Avoiding algorithmic bias in programmatic display: An introduction

According to the Cambridge dictionary, algorithms are 'a set of mathematical instructions that must be followed in a fixed order, and that, especially if given to a computer, will help to calculate an answer to a mathematical problem'. In order to benefit from the efficiencies that algorithms can bring to marketing, it's important to avoid algorithmic bias, which occurs when a computer reflects the implicit values of the humans who are programming the algorithm, therefore influencing the outcome in some way.

How does algorithmic bias occur?

There are several potential biases that can occur. The way in which the data sources have been collected may have human bias, or the algorithm may have a set of hierarchies set by the programmer which could show bias. For example, in the context of a data management platform (DMP) lookalike audience, we build this off a seed audience. The data points that inform the seed audience are pre-defined by a human, and therefore the human input at this level can eventually influence the marketing campaign.

The very notion of an algorithm leads you to believe it's unbiased.

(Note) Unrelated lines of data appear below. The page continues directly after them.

//! Background, selection indicator and viewport mask of a picker.

use spinwheel_foundation::{Color, Rect, Size};

/// Opaque texture handle owned by the host framework.
#[derive(Clone, Copy, Debug, PartialEq, Eq, Hash)]
pub struct TextureId(pub u64);

/// What is drawn behind the columns.
#[derive(Clone, Copy, Debug, Default, PartialEq)]
pub enum Background {
    /// No background node at all.
    #[default]
    Clear,
    Color(Color),
    Texture(TextureId),
}

/// Band marking the selected rows across all columns, centered in the control.
#[derive(Clone, Copy, Debug, PartialEq)]
pub struct SelectionIndicator {
    pub color: Color,
    pub size: Size,
}

/// Non-cell nodes of a picker.
#[derive(Clone, Debug, PartialEq)]
pub struct Decorations {
    background: Background,
    indicator: Option<SelectionIndicator>,
    indicator_color: Color,
    shows_indicator: bool,
    mask: Rect,
}

impl Decorations {
    pub fn new(size: Size, shows_indicator: bool, indicator_color: Color) -> Self {
        Self {
            background: Background::Clear,
            indicator: None,
            indicator_color,
            shows_indicator,
            mask: mask_for(size),
        }
    }

    pub fn background(&self) -> Background {
        self.background
    }

    /// A clear color removes the background node.
    pub fn set_background_color(&mut self, color: Color) {
        self.background = if color.is_clear() {
            Background::Clear
        } else {
            Background::Color(color)
        };
    }

    /// `None` removes the background node.
    pub fn set_background_texture(&mut self, texture: Option<TextureId>) {
        self.background = match texture {
            Some(texture) => Background::Texture(texture),
            None => Background::Clear,
        };
    }

    pub fn indicator(&self) -> Option<&SelectionIndicator> {
        self.indicator.as_ref()
    }

    pub fn shows_indicator(&self) -> bool {
        self.shows_indicator
    }

    /// Shows or releases the indicator band of `band` size.
    pub fn set_shows_indicator(&mut self, shows: bool, band: Size) {
        self.shows_indicator = shows;
        self.indicator = shows.then_some(SelectionIndicator {
            color: self.indicator_color,
            size: band,
        });
    }

    pub fn indicator_color(&self) -> Color {
        self.indicator_color
    }

    pub fn set_indicator_color(&mut self, color: Color) {
        self.indicator_color = color;
        if let Some(indicator) = self.indicator.as_mut() {
            indicator.color = color;
        }
    }

    /// Viewport mask in control-local coordinates.
    pub fn mask(&self) -> Rect {
        self.mask
    }

    /// Rebuilds the mask and resizes the indicator after a reload.
    pub fn layout(&mut self, size: Size, max_row_height: f32) {
        self.mask = mask_for(size);
        if self.shows_indicator {
            self.set_shows_indicator(true, Size::new(size.width, max_row_height));
        }
    }
}

fn mask_for(size: Size) -> Rect {
    Rect::new(-size.width / 2.0, -size.height / 2.0, size.width, size.height)
}

#[cfg(test)]
mod tests {
    use super::*;

    #[test]
    fn test_clear_color_removes_background() {
        let mut decorations = Decorations::new(Size::new(200.0, 200.0), true, Color::WHITE);
        decorations.set_background_color(Color::BLACK);
        assert_eq!(decorations.background(), Background::Color(Color::BLACK));

        decorations.set_background_color(Color::CLEAR);
        assert_eq!(decorations.background(), Background::Clear);
    }

    #[test]
    fn test_texture_background() {
        let mut decorations = Decorations::new(Size::new(200.0, 200.0), true, Color::WHITE);
        decorations.set_background_texture(Some(TextureId(7)));
        assert_eq!(decorations.background(), Background::Texture(TextureId(7)));

        decorations.set_background_texture(None);
        assert_eq!(decorations.background(), Background::Clear);
    }

    #[test]
    fn test_indicator_follows_layout_and_color() {
        let mut decorations = Decorations::new(Size::new(200.0, 100.0), true, Color::WHITE);
        assert!(decorations.indicator().is_none());

        decorations.layout(Size::new(200.0, 100.0), 44.0);
        decorations.set_indicator_color(Color::BLACK);

        let indicator = decorations.indicator().unwrap();
        assert_eq!(indicator.size, Size::new(200.0, 44.0));
        assert_eq!(indicator.color, Color::BLACK);
        assert_eq!(decorations.mask(), Rect::new(-100.0, -50.0, 200.0, 100.0));
    }

    #[test]
    fn test_hidden_indicator_is_released() {
        let mut decorations = Decorations::new(Size::new(200.0, 200.0), true, Color::WHITE);
        decorations.layout(Size::new(200.0, 200.0), 44.0);

        decorations.set_shows_indicator(false, Size::ZERO);
        decorations.layout(Size::new(200.0, 200.0), 44.0);

        assert!(decorations.indicator().is_none());
        assert!(!decorations.shows_indicator());
    }
}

But what happens when a 'set of rules' limits our ability to reach the right audience? How can we reduce algorithmic bias in order to encourage better performance?

We're in control

Let's stop blaming the 'black box' solution and start questioning it. Human input is what first and foremost creates the bias in the design. With regards to the programmatic buying space, here are three tips that can help planners and traders alike have a better grasp of how humans can influence outcome.

1.      Challenge the setup

Which data points are you using to direct a given algorithm? Do you know how this data has been collected? Are you satisfied with the confidence in the data?

2.      Test between different data sources that influence your algorithm

Whether it's a buying platform, data source, or algorithm itself, can you test between them? Are your findings similar? If not, how do your findings differ?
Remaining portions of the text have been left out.